WirzbaDuke Divinity School Professor Norman Wirzba has been named a Henry Luce III Fellow for 2014-15. The fellowship will provide Wirzba with a $70,000 award during his upcoming sabbatical year.

The Henry Luce III Fellows in Theology program is designed to encourage research that promises to contribute to theological inquiry and provide leadership in theological scholarship. Since its inception in 1994, the program has funded projects that both emphasize the interdisciplinary character of theological scholarship and education and address the needs of the academy, communities of faith, and the wider society. Fellows present their findings at a yearly conference and in both scholarly and popular journals.

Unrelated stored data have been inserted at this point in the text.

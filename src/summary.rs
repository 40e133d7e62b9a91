//! The summary aggregator: dataset-wide figures shown above the table.
//!
//! The summary always describes every record that was loaded, never just the filtered view.

use crate::model::{Amount, Record};
use chrono::NaiveDate;
use serde::Serialize;
use std::collections::{BTreeMap, BTreeSet};
use tracing::trace;

#[derive(Debug, Clone, Default, Eq, PartialEq, Serialize)]
pub struct Summary {
    /// Every unit name that appears in the records.
    pub distinct_units: BTreeSet<String>,
    /// The most recent record of each unit.
    pub latest_by_unit: BTreeMap<String, Record>,
    /// How many units have at least one divergent record.
    pub divergent_unit_count: usize,
    /// The sum of the cash balance of each unit's most recent record.
    pub total_balance: Amount,
    /// The latest parseable date of any record.
    pub most_recent_date: Option<NaiveDate>,
}

impl Summary {
    pub fn unit_count(&self) -> usize {
        self.distinct_units.len()
    }
}

/// Computes the `Summary` of `records`.
///
/// For each unit the first record seen is kept unless a later record has a strictly later date.
/// Dates are only compared when both parse, so a first record without a parseable date is never
/// replaced.
pub fn summarize(records: &[Record]) -> Summary {
    let mut distinct_units = BTreeSet::new();
    let mut divergent_units = BTreeSet::new();
    let mut latest_by_unit: BTreeMap<String, Record> = BTreeMap::new();

    for record in records {
        distinct_units.insert(record.unit.clone());
        if record.is_divergent() {
            divergent_units.insert(record.unit.as_str());
        }
        let replace = latest_by_unit
            .get(&record.unit)
            .map_or(true, |current| is_later(record, current));
        if replace {
            trace!("Latest record for '{}' is now {}", record.unit, record.date);
            latest_by_unit.insert(record.unit.clone(), record.clone());
        }
    }

    let total_balance: Amount = latest_by_unit.values().map(|r| r.cash_balance).sum();
    let most_recent_date = records.iter().filter_map(|r| r.parsed_date).max();

    Summary {
        divergent_unit_count: divergent_units.len(),
        distinct_units,
        latest_by_unit,
        total_balance,
        most_recent_date,
    }
}

/// True when both dates parse and `candidate`'s is strictly later than `current`'s.
fn is_later(candidate: &Record, current: &Record) -> bool {
    match (candidate.parsed_date, current.parsed_date) {
        (Some(new), Some(old)) => new > old,
        _ => false,
    }
}
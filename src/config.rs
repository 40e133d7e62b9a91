//! Configuration file handling for cash-audit.
//!
//! The configuration file is optional. It is read from the path given with `--config` (or
//! `CASH_AUDIT_CONFIG`), otherwise from `<config dir>/cash-audit/config.json` when that file exists.
//! Without a file, the defaults are used and sources must be given on the command line.

use crate::model::UnitCleaner;
use crate::parser::RecordParser;
use crate::Result;
use anyhow::{bail, Context};
use serde::{Deserialize, Serialize};
use std::path::{Path, PathBuf};
use tracing::debug;
use url::Url;

const APP_NAME: &str = "cash-audit";
const CONFIG_VERSION: u8 = 1;
const CONFIG_JSON: &str = "config.json";

/// The `Config` object represents the configuration of the app: where the sheet is published and
/// how its unit names are cleaned.
#[derive(Debug, Clone, Default)]
pub struct Config {
    /// The file this configuration was loaded from, if any.
    path: Option<PathBuf>,
    config_file: ConfigFile,
}

impl Config {
    /// Writes a new configuration file at `path`, creating its parent directory if needed.
    ///
    /// # Errors
    /// - Returns an error if a file already exists at `path` or if any file operation fails.
    pub async fn create(
        path: &Path,
        sources: Vec<Url>,
        mirror_prefix: Option<String>,
        brand_affixes: Vec<String>,
    ) -> Result<Self> {
        if path.exists() {
            bail!("A config file already exists at '{}'", path.display());
        }
        if let Some(parent) = path.parent().filter(|p| !p.as_os_str().is_empty()) {
            tokio::fs::create_dir_all(parent).await.with_context(|| {
                format!("Unable to create the config directory {}", parent.display())
            })?;
        }
        let config_file = ConfigFile {
            sources,
            mirror_prefix,
            brand_affixes,
            ..ConfigFile::default()
        };
        let config = Self {
            path: Some(path.to_path_buf()),
            config_file,
        };
        // Fail before writing anything that could not be loaded back.
        let _ = config.candidate_urls()?;
        let _ = config.unit_cleaner()?;
        config.config_file.save(path).await?;
        Ok(config)
    }

    /// Loads the configuration.
    ///
    /// - When `path` is given, the file must exist.
    /// - Otherwise the default location is used if a file exists there.
    /// - Otherwise the built-in defaults are returned.
    pub async fn load(path: Option<&Path>) -> Result<Self> {
        let path = match path {
            Some(p) => {
                if !p.is_file() {
                    bail!("The config file is missing '{}'", p.display())
                }
                p.to_path_buf()
            }
            None => match default_path().filter(|p| p.is_file()) {
                Some(p) => p,
                None => {
                    debug!("No config file found, using defaults");
                    return Ok(Self::default());
                }
            },
        };
        debug!("Loading config from {}", path.display());
        let config_file = ConfigFile::load(&path).await?;
        let config = Self {
            path: Some(path),
            config_file,
        };
        let _ = config
            .candidate_urls()
            .context("The config file contains an invalid mirror_prefix")?;
        Ok(config)
    }

    /// Replaces the configured sources, e.g. with those given on the command line. An empty list
    /// keeps the configured sources.
    pub fn with_sources(mut self, sources: Vec<Url>) -> Self {
        if !sources.is_empty() {
            self.config_file.sources = sources;
        }
        self
    }

    pub fn path(&self) -> Option<&Path> {
        self.path.as_deref()
    }

    pub fn sources(&self) -> &[Url] {
        &self.config_file.sources
    }

    pub fn mirror_prefix(&self) -> Option<&str> {
        self.config_file.mirror_prefix.as_deref()
    }

    pub fn brand_affixes(&self) -> &[String] {
        &self.config_file.brand_affixes
    }

    /// The ordered list of URLs to try: every source, then every source through the mirror.
    pub fn candidate_urls(&self) -> Result<Vec<Url>> {
        let mut urls = self.config_file.sources.clone();
        if let Some(prefix) = self.mirror_prefix() {
            for source in &self.config_file.sources {
                let mirrored = format!("{prefix}{source}");
                urls.push(
                    Url::parse(&mirrored)
                        .with_context(|| format!("Invalid mirror URL '{mirrored}'"))?,
                );
            }
        }
        Ok(urls)
    }

    pub fn unit_cleaner(&self) -> Result<UnitCleaner> {
        UnitCleaner::new(self.brand_affixes())
    }

    /// A `RecordParser` that cleans unit names with the configured brand affixes.
    pub fn parser(&self) -> Result<RecordParser> {
        Ok(RecordParser::new(self.unit_cleaner()?))
    }
}

/// The default config file location, `<config dir>/cash-audit/config.json`.
pub fn default_path() -> Option<PathBuf> {
    dirs::config_dir().map(|dir| dir.join(APP_NAME).join(CONFIG_JSON))
}

/// Represents the serialization and deserialization format of the configuration file.
///
/// Example configuration:
/// ```json
/// {
///   "app_name": "cash-audit",
///   "config_version": 1,
///   "sources": ["https://docs.google.com/spreadsheets/d/e/2PACX-1vQ3x/pub?output=csv"],
///   "mirror_prefix": "https://cors.isomorphic-git.org/",
///   "brand_affixes": ["Padaria Sol"]
/// }
/// ```
#[derive(Debug, Clone, Serialize, Deserialize, Eq, PartialEq)]
struct ConfigFile {
    /// Application name, should always be "cash-audit"
    app_name: String,

    /// Configuration file version
    config_version: u8,

    /// URLs of the published CSV export, primary first
    #[serde(default)]
    sources: Vec<Url>,

    /// When set, each source is also tried as `{mirror_prefix}{source}` after all direct sources
    #[serde(default, skip_serializing_if = "Option::is_none")]
    mirror_prefix: Option<String>,

    /// Brand names to remove from unit names, matched without regard to case
    #[serde(default)]
    brand_affixes: Vec<String>,
}

impl Default for ConfigFile {
    fn default() -> Self {
        Self {
            app_name: APP_NAME.to_string(),
            config_version: CONFIG_VERSION,
            sources: Vec::new(),
            mirror_prefix: None,
            brand_affixes: Vec::new(),
        }
    }
}

impl ConfigFile {
    /// Loads a ConfigFile asynchronously from the specified path.
    ///
    /// # Errors
    /// Returns an error if the file cannot be read or parsed
    async fn load(path: &Path) -> Result<Self> {
        let text = tokio::fs::read_to_string(path)
            .await
            .with_context(|| format!("Unable to read the config file {}", path.display()))?;
        let config: ConfigFile = serde_json::from_str(&text)
            .with_context(|| format!("The config file {} is not valid", path.display()))?;

        anyhow::ensure!(
            config.app_name == APP_NAME,
            "Invalid app_name in config file: expected '{}', got '{}'",
            APP_NAME,
            config.app_name
        );

        Ok(config)
    }

    /// Saves the ConfigFile to the specified path.
    async fn save(&self, path: &Path) -> Result<()> {
        let data = serde_json::to_string_pretty(self).context("Unable to serialize config")?;
        tokio::fs::write(path, data)
            .await
            .with_context(|| format!("Unable to write the config file {}", path.display()))
    }
}
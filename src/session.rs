//! The state of one dashboard session: the loaded records, the current criteria and everything
//! derived from them.
//!
//! The filtered view and the summary are recomputed synchronously whenever the records or the
//! criteria change, so they always agree with each other.

use crate::api::{fetch_first_available, Source};
use crate::filter::Criteria;
use crate::model::Record;
use crate::parser::RecordParser;
use crate::summary::{summarize, Summary};
use crate::Result;
use chrono::Local;
use tracing::{debug, info};
use url::Url;

/// Identifies one refresh. Tickets increase monotonically in the order refreshes are started.
#[derive(Debug, Clone, Copy, Eq, PartialEq, Ord, PartialOrd, Hash)]
pub struct RefreshTicket(u64);

/// Fetches CSV text from the first available of `urls` and parses it into records.
pub async fn fetch_records(
    source: &mut (dyn Source + Send),
    urls: &[Url],
    parser: &RecordParser,
) -> Result<Vec<Record>> {
    let text = fetch_first_available(source, urls).await?;
    Ok(parser.parse(&text))
}

#[derive(Debug, Clone, Default)]
pub struct Session {
    records: Vec<Record>,
    criteria: Criteria,
    /// Indexes into `records` of the records that match `criteria`.
    filtered: Vec<usize>,
    summary: Summary,
    status: String,
    /// The last ticket handed out by `begin_refresh`.
    issued: u64,
    /// The ticket of the refresh whose records are currently shown.
    applied: u64,
}

impl Session {
    pub fn new() -> Self {
        Self::default()
    }

    /// Every record from the last successful refresh, in sheet order.
    pub fn records(&self) -> &[Record] {
        &self.records
    }

    pub fn criteria(&self) -> &Criteria {
        &self.criteria
    }

    /// Replaces the criteria and recomputes the filtered view.
    pub fn set_criteria(&mut self, criteria: Criteria) {
        self.criteria = criteria;
        self.refilter();
    }

    /// The records that match the current criteria, in sheet order.
    pub fn filtered(&self) -> Vec<&Record> {
        self.filtered.iter().map(|&ix| &self.records[ix]).collect()
    }

    /// The summary of all records, regardless of the criteria.
    pub fn summary(&self) -> &Summary {
        &self.summary
    }

    /// The sorted, distinct unit names; the choices for the unit filter.
    pub fn units(&self) -> Vec<&str> {
        self.summary
            .distinct_units
            .iter()
            .map(String::as_str)
            .collect()
    }

    /// A one-line description of the last refresh, for display.
    pub fn status(&self) -> &str {
        &self.status
    }

    /// Marks the start of a refresh and returns its ticket.
    pub fn begin_refresh(&mut self) -> RefreshTicket {
        self.issued += 1;
        self.status = "Loading data...".to_string();
        RefreshTicket(self.issued)
    }

    /// Applies the outcome of the refresh identified by `ticket`.
    ///
    /// On success, the records are replaced wholesale and everything derived from them is
    /// recomputed. On failure, the current records stay in place and the status line shows the
    /// error, which is then returned. The outcome of a refresh that started before the refresh
    /// currently shown is discarded.
    pub fn complete_refresh(
        &mut self,
        ticket: RefreshTicket,
        outcome: Result<Vec<Record>>,
    ) -> Result<()> {
        if ticket.0 <= self.applied {
            debug!(
                "Discarding refresh {} because refresh {} is newer",
                ticket.0, self.applied
            );
            return Ok(());
        }
        match outcome {
            Ok(records) => {
                info!("Loaded {} records", records.len());
                self.applied = ticket.0;
                self.replace_records(records);
                self.status = format!("Updated at {}", Local::now().format("%H:%M:%S"));
                Ok(())
            }
            Err(e) => {
                self.status = format!("Failed to load data: {e:#}");
                Err(e)
            }
        }
    }

    /// Fetches and parses fresh records and applies them. See `complete_refresh`.
    pub async fn refresh(
        &mut self,
        source: &mut (dyn Source + Send),
        urls: &[Url],
        parser: &RecordParser,
    ) -> Result<()> {
        let ticket = self.begin_refresh();
        let outcome = fetch_records(source, urls, parser).await;
        self.complete_refresh(ticket, outcome)
    }

    fn replace_records(&mut self, records: Vec<Record>) {
        self.records = records;
        self.summary = summarize(&self.records);
        self.refilter();
    }

    fn refilter(&mut self) {
        self.filtered = self
            .records
            .iter()
            .enumerate()
            .filter(|(_, r)| self.criteria.matches(r))
            .map(|(ix, _)| ix)
            .collect();
        debug!(
            "{} of {} records match the criteria",
            self.filtered.len(),
            self.records.len()
        );
    }
}

#[cfg(test)]
mod tests {
    use super::*;
    use crate::api::{TestResponse, TestSource};
    use crate::filter::{DivergenceFilter, UnitFilter};
    use crate::test::{csv_text, record};
    use anyhow::anyhow;

    fn url(s: &str) -> Url {
        Url::parse(s).unwrap()
    }

    #[test]
    fn test_new_session_is_empty() {
        let session = Session::new();
        assert!(session.records().is_empty());
        assert!(session.filtered().is_empty());
        assert_eq!(session.summary().unit_count(), 0);
    }

    #[test]
    fn test_criteria_change_refilters_but_summary_covers_everything() {
        let mut session = Session::new();
        let ticket = session.begin_refresh();
        session
            .complete_refresh(
                ticket,
                Ok(vec![
                    record("01/01/2024", "A", "100", "OK"),
                    record("02/01/2024", "B", "50", "ERRO"),
                ]),
            )
            .unwrap();
        assert_eq!(session.filtered().len(), 2);

        session.set_criteria(Criteria {
            divergence: DivergenceFilter::Ok,
            ..Default::default()
        });
        assert_eq!(session.filtered().len(), 1);
        assert_eq!(session.filtered()[0].unit, "A");
        assert_eq!(session.summary().unit_count(), 2);
        assert_eq!(session.summary().divergent_unit_count, 1);
    }

    #[test]
    fn test_new_records_keep_criteria() {
        let mut session = Session::new();
        session.set_criteria(Criteria {
            unit: UnitFilter::Only("B".into()),
            ..Default::default()
        });
        let ticket = session.begin_refresh();
        session
            .complete_refresh(
                ticket,
                Ok(vec![
                    record("01/01/2024", "A", "1", "OK"),
                    record("01/01/2024", "B", "1", "OK"),
                ]),
            )
            .unwrap();
        assert_eq!(session.filtered().len(), 1);
        assert_eq!(session.units(), vec!["A", "B"]);
    }

    #[test]
    fn test_failure_keeps_previous_records() {
        let mut session = Session::new();
        let first = session.begin_refresh();
        session
            .complete_refresh(first, Ok(vec![record("01/01/2024", "A", "1", "OK")]))
            .unwrap();

        let second = session.begin_refresh();
        assert_eq!(session.status(), "Loading data...");
        let result = session.complete_refresh(second, Err(anyhow!("HTTP 503")));

        assert!(result.is_err());
        assert_eq!(session.records().len(), 1);
        assert_eq!(session.status(), "Failed to load data: HTTP 503");
    }

    #[test]
    fn test_stale_refresh_is_discarded() {
        let mut session = Session::new();
        let older = session.begin_refresh();
        let newer = session.begin_refresh();

        session
            .complete_refresh(newer, Ok(vec![record("02/01/2024", "New", "1", "OK")]))
            .unwrap();
        session
            .complete_refresh(older, Ok(vec![record("01/01/2024", "Old", "1", "OK")]))
            .unwrap();

        assert_eq!(session.records().len(), 1);
        assert_eq!(session.records()[0].unit, "New");
    }

    #[test]
    fn test_older_refresh_applies_when_newer_failed() {
        let mut session = Session::new();
        let older = session.begin_refresh();
        let newer = session.begin_refresh();

        assert!(session
            .complete_refresh(newer, Err(anyhow!("fetch failed")))
            .is_err());
        session
            .complete_refresh(older, Ok(vec![record("01/01/2024", "Old", "1", "OK")]))
            .unwrap();

        assert_eq!(session.records()[0].unit, "Old");
        assert!(session.status().starts_with("Updated at "));
    }

    #[tokio::test]
    async fn test_refresh_end_to_end() {
        let primary = url("https://primary.test/sheet.csv");
        let mirror = url("https://mirror.test/sheet.csv");
        let body = csv_text(&[
            ("01/01/2024", "A", "100", "OK"),
            ("02/01/2024", "A", "150", "OK"),
            ("02/01/2024", "B", "10", "DIVERGENTE"),
        ]);
        let mut source = TestSource::empty()
            .with(&primary, TestResponse::Status(404))
            .with(&mirror, TestResponse::Body(body));

        let mut session = Session::new();
        session
            .refresh(&mut source, &[primary, mirror], &RecordParser::default())
            .await
            .unwrap();

        assert_eq!(session.records().len(), 3);
        assert_eq!(
            session.summary().total_balance.value(),
            rust_decimal::Decimal::from(160)
        );
        assert_eq!(session.summary().divergent_unit_count, 1);
    }
}
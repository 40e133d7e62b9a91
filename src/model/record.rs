use crate::model::{parse_date_pt_br, Amount, Status, UnitCleaner};
use chrono::NaiveDate;
use serde::{Deserialize, Serialize};
use std::str::FromStr;

/// The fixed, positional columns of the reconciliation sheet.
#[derive(Debug, Clone, Copy, Eq, PartialEq, Ord, PartialOrd, Hash, Serialize, Deserialize)]
#[serde(rename_all = "snake_case")]
pub enum Column {
    Date,
    Opening,
    Withdrawal,
    Unit,
    CashReceived,
    Change,
    CashExpenses,
    CashTotal,
    CashBalance,
    OtherReceived,
    OtherExpenses,
    PreviousDayBalance,
    OpeningVsPreviousDiff,
    Status,
}

impl Column {
    /// All columns in sheet order.
    pub const ALL: [Column; 14] = [
        Column::Date,
        Column::Opening,
        Column::Withdrawal,
        Column::Unit,
        Column::CashReceived,
        Column::Change,
        Column::CashExpenses,
        Column::CashTotal,
        Column::CashBalance,
        Column::OtherReceived,
        Column::OtherExpenses,
        Column::PreviousDayBalance,
        Column::OpeningVsPreviousDiff,
        Column::Status,
    ];

    /// The zero-based position of this column in a sheet row.
    pub fn index(self) -> usize {
        self as usize
    }
}

/// One row of the reconciliation sheet: a unit's cash figures for one day.
#[derive(Default, Debug, Clone, Eq, PartialEq, Serialize, Deserialize)]
#[serde(rename_all = "snake_case")]
pub struct Record {
    /// The date exactly as written in the sheet, expected as `DD/MM/YYYY`.
    pub date: String,
    /// `date` as a calendar day, `None` when it cannot be parsed.
    pub parsed_date: Option<NaiveDate>,
    pub opening: Amount,
    pub withdrawal: Amount,
    pub unit: String,
    pub cash_received: Amount,
    pub change: Amount,
    pub cash_expenses: Amount,
    pub cash_total: Amount,
    pub cash_balance: Amount,
    pub other_received: Amount,
    pub other_expenses: Amount,
    pub previous_day_balance: Amount,
    pub opening_vs_previous_diff: Amount,
    pub status: Status,
}

impl Record {
    /// Builds a record from the cells of one sheet row. Missing trailing cells are treated as
    /// empty, and cells past the last known column are ignored.
    pub fn from_cells<S: AsRef<str>>(cells: &[S], cleaner: &UnitCleaner) -> Self {
        let mut record = Record::default();
        for column in Column::ALL {
            let value = cells.get(column.index()).map(|s| s.as_ref()).unwrap_or("");
            record.set(column, value, cleaner);
        }
        record
    }

    /// Normalizes `value` and stores it in the field for `column`.
    pub fn set(&mut self, column: Column, value: &str, cleaner: &UnitCleaner) {
        let amount = || Amount::from_str(value).unwrap_or_default();
        match column {
            Column::Date => {
                self.date = value.to_string();
                self.parsed_date = parse_date_pt_br(value);
            }
            Column::Opening => self.opening = amount(),
            Column::Withdrawal => self.withdrawal = amount(),
            Column::Unit => self.unit = cleaner.clean(value),
            Column::CashReceived => self.cash_received = amount(),
            Column::Change => self.change = amount(),
            Column::CashExpenses => self.cash_expenses = amount(),
            Column::CashTotal => self.cash_total = amount(),
            Column::CashBalance => self.cash_balance = amount(),
            Column::OtherReceived => self.other_received = amount(),
            Column::OtherExpenses => self.other_expenses = amount(),
            Column::PreviousDayBalance => self.previous_day_balance = amount(),
            Column::OpeningVsPreviousDiff => self.opening_vs_previous_diff = amount(),
            Column::Status => self.status = Status::parse(value),
        }
    }

    pub fn is_divergent(&self) -> bool {
        self.status.is_divergent()
    }
}

#[cfg(test)]
mod tests {
    use super::*;
    use crate::model::NOT_INFORMED;
    use rust_decimal::Decimal;

    #[test]
    fn test_column_index() {
        assert_eq!(Column::Date.index(), 0);
        assert_eq!(Column::Unit.index(), 3);
        assert_eq!(Column::CashBalance.index(), 8);
        assert_eq!(Column::Status.index(), 13);
    }

    #[test]
    fn test_from_cells_full_row() {
        let cells = [
            "15/01/2024",
            "100,00",
            "20,00",
            "Centro",
            "300,50",
            "10,00",
            "50,00",
            "250,50",
            "230,50",
            "400,00",
            "12,00",
            "100,00",
            "0,00",
            "ok",
        ];
        let record = Record::from_cells(&cells, &UnitCleaner::default());
        assert_eq!(record.date, "15/01/2024");
        assert_eq!(record.parsed_date, NaiveDate::from_ymd_opt(2024, 1, 15));
        assert_eq!(record.unit, "Centro");
        assert_eq!(record.withdrawal.value(), Decimal::new(20, 0));
        assert_eq!(record.cash_balance.value(), Decimal::new(23050, 2));
        assert_eq!(record.other_expenses.value(), Decimal::new(12, 0));
        assert_eq!(record.status, Status::Ok);
    }

    #[test]
    fn test_from_cells_short_row() {
        let record = Record::from_cells(&["01/01/2024", "5,5"], &UnitCleaner::default());
        assert_eq!(record.opening.value(), Decimal::new(55, 1));
        assert_eq!(record.unit, NOT_INFORMED);
        assert!(record.cash_balance.is_zero());
        assert_eq!(record.status, Status::Ok);
    }

    #[test]
    fn test_from_cells_unparsable_date() {
        let record = Record::from_cells(&["sem data"], &UnitCleaner::default());
        assert_eq!(record.date, "sem data");
        assert_eq!(record.parsed_date, None);
    }
}
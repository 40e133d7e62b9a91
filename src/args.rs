//! These structs provide the CLI interface for the cash-audit CLI.

use crate::filter::{Criteria, DivergenceFilter, UnitFilter};
use crate::model::parse_date_iso;
use chrono::NaiveDate;
use clap::{Parser, Subcommand};
use serde::{Deserialize, Serialize};
use std::path::{Path, PathBuf};
use tracing_subscriber::filter::LevelFilter;
use url::Url;

/// cash-audit: audit daily cash-register reconciliations across business units.
///
/// The program downloads the CSV export of a published reconciliation spreadsheet, one row per
/// unit per day, and shows which units have divergences, their latest cash balances and the rows
/// matching your filters.
///
/// Sources are read from the config file (see `cash-audit init`) or given with --source. When
/// several sources are available they are tried in order until one succeeds.
#[derive(Debug, Parser, Clone)]
pub struct Args {
    #[clap(flatten)]
    common: Common,

    #[command(subcommand)]
    command: Command,
}

impl Args {
    pub fn new(common: Common, command: Command) -> Self {
        Self { common, command }
    }

    pub fn common(&self) -> &Common {
        &self.common
    }

    pub fn command(&self) -> &Command {
        &self.command
    }
}

#[derive(Subcommand, Debug, Clone)]
pub enum Command {
    /// Create a config file holding the sources given with --source.
    ///
    /// The file is written to --config, or to the default location if --config is not given. It
    /// is an error if the file already exists.
    Init(InitArgs),
    /// Show the number of units, the number of units with divergences, the total cash balance
    /// (latest record of each unit) and the most recent date.
    Summary,
    /// Show the records that match the filters.
    List(ListArgs),
    /// List the distinct unit names, sorted.
    Units,
    /// Print a one-line analysis of one of the records that match the filters, ready to paste.
    Analysis(AnalysisArgs),
}

/// Arguments common to all subcommands.
#[derive(Debug, Parser, Clone)]
pub struct Common {
    /// The logging verbosity. One of, from least to most verbose:
    /// off, error, warn, info, debug, trace
    ///
    /// This can be overridden by RUST_LOG. See the tracing-subscriber crate for instructions.
    #[arg(long, global = true, default_value_t = LevelFilter::INFO)]
    log_level: LevelFilter,

    /// The config file. Defaults to cash-audit/config.json in your platform's config directory,
    /// which is used only if it exists.
    #[arg(long, global = true, env = "CASH_AUDIT_CONFIG")]
    config: Option<PathBuf>,

    /// A URL of the published CSV export. May be repeated; they are tried in order. Replaces the
    /// sources from the config file.
    #[arg(long = "source", global = true)]
    sources: Vec<Url>,
}

impl Common {
    pub fn new(log_level: LevelFilter, config: Option<PathBuf>, sources: Vec<Url>) -> Self {
        Self {
            log_level,
            config,
            sources,
        }
    }

    pub fn log_level(&self) -> LevelFilter {
        self.log_level
    }

    pub fn config(&self) -> Option<&Path> {
        self.config.as_deref()
    }

    pub fn sources(&self) -> &[Url] {
        &self.sources
    }
}

/// Args for the `cash-audit init` command.
#[derive(Debug, Parser, Clone, Default)]
pub struct InitArgs {
    /// When set, each source is also tried through this mirror after all sources have failed, by
    /// appending the full source URL to it, e.g. https://cors.isomorphic-git.org/
    #[arg(long)]
    mirror_prefix: Option<String>,

    /// A brand name to remove from unit names, ignoring case. May be repeated.
    #[arg(long = "brand-affix")]
    brand_affixes: Vec<String>,
}

impl InitArgs {
    pub fn new(mirror_prefix: Option<String>, brand_affixes: Vec<String>) -> Self {
        Self {
            mirror_prefix,
            brand_affixes,
        }
    }

    pub fn mirror_prefix(&self) -> Option<&str> {
        self.mirror_prefix.as_deref()
    }

    pub fn brand_affixes(&self) -> &[String] {
        &self.brand_affixes
    }
}

/// The criteria shared by `list` and `analysis`.
#[derive(Debug, Parser, Clone, Default)]
pub struct FilterArgs {
    /// Only show records of this unit (exact name, see `cash-audit units`).
    #[arg(long)]
    unit: Option<String>,

    /// Only show records with this status.
    #[arg(long, value_enum, default_value_t = DivergenceFilter::All)]
    status: DivergenceFilter,

    /// Only show records whose date, unit or status contains this text, ignoring case.
    #[arg(long)]
    search: Option<String>,

    /// Only show records on or after this date, as YYYY-MM-DD.
    #[arg(long, value_parser = iso_date)]
    from: Option<NaiveDate>,

    /// Only show records on or before this date, as YYYY-MM-DD.
    #[arg(long, value_parser = iso_date)]
    to: Option<NaiveDate>,
}

impl FilterArgs {
    pub fn new(
        unit: Option<String>,
        status: DivergenceFilter,
        search: Option<String>,
        from: Option<NaiveDate>,
        to: Option<NaiveDate>,
    ) -> Self {
        Self {
            unit,
            status,
            search,
            from,
            to,
        }
    }

    /// The filter `Criteria` these arguments describe.
    pub fn criteria(&self) -> Criteria {
        Criteria {
            unit: match &self.unit {
                Some(unit) => UnitFilter::Only(unit.clone()),
                None => UnitFilter::All,
            },
            divergence: self.status,
            search: self.search.clone().unwrap_or_default(),
            date_from: self.from,
            date_to: self.to,
        }
    }
}

fn iso_date(s: &str) -> Result<NaiveDate, String> {
    parse_date_iso(s).ok_or_else(|| format!("'{s}' is not a date in the form YYYY-MM-DD"))
}

/// How `cash-audit list` prints records.
#[derive(
    Debug,
    Clone,
    Copy,
    PartialEq,
    Eq,
    Default,
    Serialize,
    Deserialize,
    clap::ValueEnum,
)]
#[serde(rename_all = "lowercase")]
pub enum Format {
    /// A Markdown table.
    #[default]
    Table,
    /// A JSON array of records.
    Json,
    /// CSV with plain decimal numbers.
    Csv,
}

serde_plain::derive_display_from_serialize!(Format);
serde_plain::derive_fromstr_from_deserialize!(Format);

/// Args for the `cash-audit list` command.
#[derive(Debug, Parser, Clone, Default)]
pub struct ListArgs {
    #[clap(flatten)]
    filter: FilterArgs,

    /// The output format.
    #[arg(long, value_enum, default_value_t = Format::Table)]
    format: Format,
}

impl ListArgs {
    pub fn new(filter: FilterArgs, format: Format) -> Self {
        Self { filter, format }
    }

    pub fn filter(&self) -> &FilterArgs {
        &self.filter
    }

    pub fn format(&self) -> Format {
        self.format
    }
}

/// Args for the `cash-audit analysis` command.
#[derive(Debug, Parser, Clone)]
pub struct AnalysisArgs {
    /// The position of the record among the filtered records, starting at 1 (as numbered by
    /// `cash-audit list`).
    row: usize,

    #[clap(flatten)]
    filter: FilterArgs,
}

impl AnalysisArgs {
    pub fn new(row: usize, filter: FilterArgs) -> Self {
        Self { row, filter }
    }

    pub fn row(&self) -> usize {
        self.row
    }

    pub fn filter(&self) -> &FilterArgs {
        &self.filter
    }
}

During 2015, Wirzba will work on two book projects. The first, From Nature to Creation: Christian Life in a Post-Natural Age, examines recent philosophical critiques of the idea of “nature” as it has developed in modernity and proposes the Christian teaching of creation as a way for people to imagine and live more faithfully in the world. It will be published by Baker Academic Press. The second book, Creation, Creatureliness, and Creativity: An Essay on the Human Place in the World, will show how the doctrine of creation has profound implications for understanding what it is to be human and what humans are to do in the world. Creativity emerges as humanity’s central task because it is the way through which people participate in God’s redemptive ways with the world. This book will be published by Cambridge University Press.

The Luce fellowship program is administered by the Association of Theological Schools, the accrediting and program agency for graduate theological education in the United States and Canada. Its more than 270 member institutions are Catholic, Orthodox, and Protestant schools of theology, including freestanding seminaries and university-related divinity schools.